In January 2003 a friend decided to buy an older unit in an inner city Brisbane area for $220,000. The location was perfect, and it has been rented ever since.

By the beginning of 2016 its value had grown to $475,000, but by the end of that year its value had dropped to $430,000. The reason for the drop was the glut of new apartments that had come on the market in the area. Being new, they looked far more attractive, as well as offering much greater tax incentives.

Our friend thought this might be the beginning of a downward spiral and contemplated quitting the property. But that is not as easy as it sounds – the problem he would face is capital gains tax.

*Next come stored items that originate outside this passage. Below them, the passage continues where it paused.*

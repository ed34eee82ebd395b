use std::time::Duration;

use async_trait::async_trait;
use tokio::sync::watch;
use tokio::time::{timeout, Instant};
use tracing::{info, warn};

use super::HarvestError;
use crate::pipeline::Reporter;

/// The page-selector controls of the search UI.
#[async_trait]
pub trait PageControls: Send + Sync {
    /// Label of the selector whose index attribute equals `index`, if present.
    async fn probe(&self, index: usize) -> Result<Option<String>, HarvestError>;

    /// Click the selector with the given index.
    async fn activate(&self, index: usize) -> Result<(), HarvestError>;
}

/// How the pager waits for captures after a page change.
#[derive(Debug, Clone, Copy, PartialEq, Eq)]
pub enum SettleMode {
    /// Always sleep the full settle duration.
    Fixed,
    /// Return once captures stop arriving for `quiet`; the settle duration
    /// is only an upper bound.
    Quiescent { quiet: Duration },
}

/// Waits for asynchronous captures to land after navigation.
pub struct Settler {
    mode: SettleMode,
    store_len: watch::Receiver<usize>,
}

impl Settler {
    pub fn new(mode: SettleMode, store_len: watch::Receiver<usize>) -> Self {
        Self { mode, store_len }
    }

    /// Mark the current store length as seen. Call right before navigating.
    pub fn arm(&mut self) {
        let _ = self.store_len.borrow_and_update();
    }

    /// Wait at most `limit` for the page's captures.
    pub async fn settle(&mut self, limit: Duration) {
        let quiet = match self.mode {
            SettleMode::Fixed => {
                tokio::time::sleep(limit).await;
                return;
            }
            SettleMode::Quiescent { quiet } => quiet,
        };

        let deadline = Instant::now() + limit;
        let mut seen_capture = false;
        loop {
            let remaining = deadline.saturating_duration_since(Instant::now());
            if remaining.is_zero() {
                return;
            }
            let window = if seen_capture { quiet.min(remaining) } else { remaining };
            match timeout(window, self.store_len.changed()).await {
                Ok(Ok(())) => seen_capture = true,
                // quiet window or limit elapsed, or the capture side is gone
                _ => return,
            }
        }
    }
}

#[derive(Debug, Clone)]
pub struct PagerConfig {
    pub initial_settle: Duration,
    pub page_settle: Duration,
    pub record_cap: Option<usize>,
}

#[derive(Debug, Clone, Copy, PartialEq, Eq)]
pub struct PagerSummary {
    /// Pages seen, counting the initial load.
    pub pages: usize,
    /// Whether the record cap cut pagination short.
    pub capped: bool,
}

/// Walks the pager one selector index at a time until no selector remains.
pub struct PaginationDriver {
    config: PagerConfig,
}

impl PaginationDriver {
    pub fn new(config: PagerConfig) -> Self {
        Self { config }
    }

    /// Run after the first results page has started loading.
    ///
    /// Probe or click failures end pagination with a warning; records
    /// captured so far are kept.
    pub async fn run(
        &self,
        controls: &dyn PageControls,
        settler: &mut Settler,
        reporter: &Reporter,
    ) -> PagerSummary {
        settler.settle(self.config.initial_settle).await;

        let mut index = 1usize;
        let mut capped = false;
        loop {
            if self.over_cap(settler) {
                info!("Record cap reached after {} pages, stopping", index);
                capped = true;
                break;
            }

            let label = match controls.probe(index).await {
                Ok(Some(label)) => label,
                Ok(None) => {
                    info!("No page selector at index {}, pagination done", index);
                    break;
                }
                Err(e) => {
                    warn!("Probing page selector {} failed: {}", index, e);
                    break;
                }
            };

            reporter.page_advanced(index, &label);
            settler.arm();
            if let Err(e) = controls.activate(index).await {
                warn!("Clicking page selector {} ({}) failed: {}", index, label, e);
                break;
            }
            settler.settle(self.config.page_settle).await;
            index += 1;
        }

        PagerSummary { pages: index, capped }
    }

    fn over_cap(&self, settler: &Settler) -> bool {
        match self.config.record_cap {
            Some(cap) => *settler.store_len.borrow() > cap,
            None => false,
        }
    }
}

#[cfg(test)]
mod tests {
    use std::sync::atomic::{AtomicUsize, Ordering};

    use super::*;
    use crate::store::{RecordDraft, SharedStore};

    /// Pager with `selectors` page links; each click appends `per_page` records.
    struct FakePager {
        selectors: usize,
        per_page: usize,
        store: SharedStore,
        clicks: AtomicUsize,
        fail_probe_at: Option<usize>,
    }

    impl FakePager {
        fn new(selectors: usize, per_page: usize, store: SharedStore) -> Self {
            Self {
                selectors,
                per_page,
                store,
                clicks: AtomicUsize::new(0),
                fail_probe_at: None,
            }
        }
    }

    #[async_trait]
    impl PageControls for FakePager {
        async fn probe(&self, index: usize) -> Result<Option<String>, HarvestError> {
            if self.fail_probe_at == Some(index) {
                return Err(HarvestError::Page("target closed".into()));
            }
            Ok((index <= self.selectors).then(|| (index + 1).to_string()))
        }

        async fn activate(&self, _index: usize) -> Result<(), HarvestError> {
            self.clicks.fetch_add(1, Ordering::SeqCst);
            self.store
                .extend((0..self.per_page).map(|_| RecordDraft::default()));
            Ok(())
        }
    }

    fn driver(cap: Option<usize>) -> PaginationDriver {
        PaginationDriver::new(PagerConfig {
            initial_settle: Duration::from_secs(5),
            page_settle: Duration::from_secs(8),
            record_cap: cap,
        })
    }

    #[tokio::test(start_paused = true)]
    async fn stops_when_selector_absent() {
        let store = SharedStore::new();
        let pager = FakePager::new(3, 10, store.clone());
        let mut settler = Settler::new(SettleMode::Fixed, store.subscribe());

        let summary = driver(None).run(&pager, &mut settler, &Reporter::detached()).await;

        assert_eq!(summary, PagerSummary { pages: 4, capped: false });
        assert_eq!(pager.clicks.load(Ordering::SeqCst), 3);
        assert_eq!(store.len(), 30);
    }

    #[tokio::test(start_paused = true)]
    async fn empty_result_set_terminates() {
        let store = SharedStore::new();
        let pager = FakePager::new(0, 0, store.clone());
        let mut settler = Settler::new(SettleMode::Fixed, store.subscribe());

        let summary = driver(None).run(&pager, &mut settler, &Reporter::detached()).await;

        assert_eq!(summary.pages, 1);
        assert_eq!(pager.clicks.load(Ordering::SeqCst), 0);
    }

    #[tokio::test(start_paused = true)]
    async fn cap_stops_unbounded_pager() {
        let store = SharedStore::new();
        let pager = FakePager::new(usize::MAX, 10, store.clone());
        let mut settler = Settler::new(SettleMode::Fixed, store.subscribe());

        let summary = driver(Some(25)).run(&pager, &mut settler, &Reporter::detached()).await;

        assert!(summary.capped);
        assert_eq!(store.len(), 30);
    }

    #[tokio::test(start_paused = true)]
    async fn probe_error_ends_pagination() {
        let store = SharedStore::new();
        let mut pager = FakePager::new(5, 1, store.clone());
        pager.fail_probe_at = Some(3);
        let mut settler = Settler::new(SettleMode::Fixed, store.subscribe());

        let summary = driver(None).run(&pager, &mut settler, &Reporter::detached()).await;

        assert_eq!(summary.pages, 3);
        assert_eq!(store.len(), 2);
    }

    #[tokio::test(start_paused = true)]
    async fn quiescent_settle_returns_early_after_captures() {
        let store = SharedStore::new();
        let mut settler = Settler::new(
            SettleMode::Quiescent { quiet: Duration::from_millis(500) },
            store.subscribe(),
        );
        settler.arm();

        let writer = store.clone();
        tokio::spawn(async move {
            tokio::time::sleep(Duration::from_millis(200)).await;
            writer.extend(vec![RecordDraft::default()]);
        });

        let start = Instant::now();
        settler.settle(Duration::from_secs(8)).await;
        let waited = start.elapsed();

        assert!(waited >= Duration::from_millis(700));
        assert!(waited < Duration::from_secs(2));
    }

    #[tokio::test(start_paused = true)]
    async fn quiescent_settle_is_bounded_without_captures() {
        let store = SharedStore::new();
        let mut settler = Settler::new(
            SettleMode::Quiescent { quiet: Duration::from_millis(500) },
            store.subscribe(),
        );
        settler.arm();

        let start = Instant::now();
        settler.settle(Duration::from_secs(8)).await;

        assert!(start.elapsed() >= Duration::from_secs(8));
    }
}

Even after taking advantage of the 50% discount for owning the property for more than a year, a sale would add about $100,000 to his taxable income in the year of sale. To make matters worse his current rental income is just $14,000 a year after outgoings –  a yield of less than 3%,

It would have been a different story if he had invested his $220,000 in a managed fund that matched the All Ordinaries Accumulation Index, which takes into account both income and growth.

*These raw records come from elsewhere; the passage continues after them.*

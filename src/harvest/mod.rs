pub mod browser;
pub mod capture;
pub mod pager;

use thiserror::Error;
use tracing::info;

use crate::config::Settings;
use crate::pipeline::Reporter;
use crate::store::{RecordStore, SharedStore};
use browser::BrowserSession;
use capture::ResponseCapture;
use pager::{PagerSummary, PaginationDriver, Settler};

#[derive(Debug, Error)]
pub enum HarvestError {
    /// The browser could not be started. Not retried.
    #[error("browser failed to launch: {0}")]
    Launch(String),
    #[error("navigation failed: {0}")]
    Navigation(String),
    #[error("page interaction failed: {0}")]
    Page(String),
}

pub struct Harvest {
    pub store: RecordStore,
    pub summary: PagerSummary,
}

/// Open the search page for `keyword`, walk every results page and collect
/// the records delivered by the data API.
pub async fn harvest(
    settings: &Settings,
    keyword: &str,
    reporter: &Reporter,
) -> Result<Harvest, HarvestError> {
    let url = settings
        .search_url(keyword)
        .map_err(|e| HarvestError::Navigation(e.to_string()))?;

    let session = BrowserSession::launch(settings).await?;
    let store = SharedStore::new();
    let result = drive(&session, settings, url.as_str(), &store, reporter).await;
    session.close().await;
    let summary = result?;

    let store = store.take();
    info!(
        "Harvest finished: {} pages, {} records{}",
        summary.pages,
        store.len(),
        if summary.capped { " (capped)" } else { "" }
    );
    reporter.harvest_finished(summary.pages, store.len(), summary.capped);
    Ok(Harvest { store, summary })
}

async fn drive(
    session: &BrowserSession,
    settings: &Settings,
    url: &str,
    store: &SharedStore,
    reporter: &Reporter,
) -> Result<PagerSummary, HarvestError> {
    let capture = ResponseCapture::new(&settings.endpoint_marker, &settings.search_origin);
    let capture_task = session
        .start_capture(capture, store.clone(), reporter.clone())
        .await?;

    let mut settler = Settler::new(settings.settle_mode(), store.subscribe());
    settler.arm();
    reporter.harvest_started(url);

    let result = match session.open(url).await {
        Ok(()) => {
            let driver = PaginationDriver::new(settings.pager_config());
            let controls = session.controls(settings);
            Ok(driver.run(&controls, &mut settler, reporter).await)
        }
        Err(e) => Err(e),
    };
    capture_task.abort();
    result
}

The value of the portfolio would now be $774,000 and it would be producing an income of around $35,000 a year. Furthermore, there would be no outgoings for items such as body corporate fees, maintenance, rates and land tax. Also, the bulk of the income would be franked, which means it would taxed at a much lower rate that income from rents.

The cream on the cake is that my friend could cash in part of the portfolio on five days notice, and such withdrawals could be done in a timely manner to minimise or eliminate capital gains tax.

There are two lessons here – property can fall as well as rise, and does not have the liquidity of shares.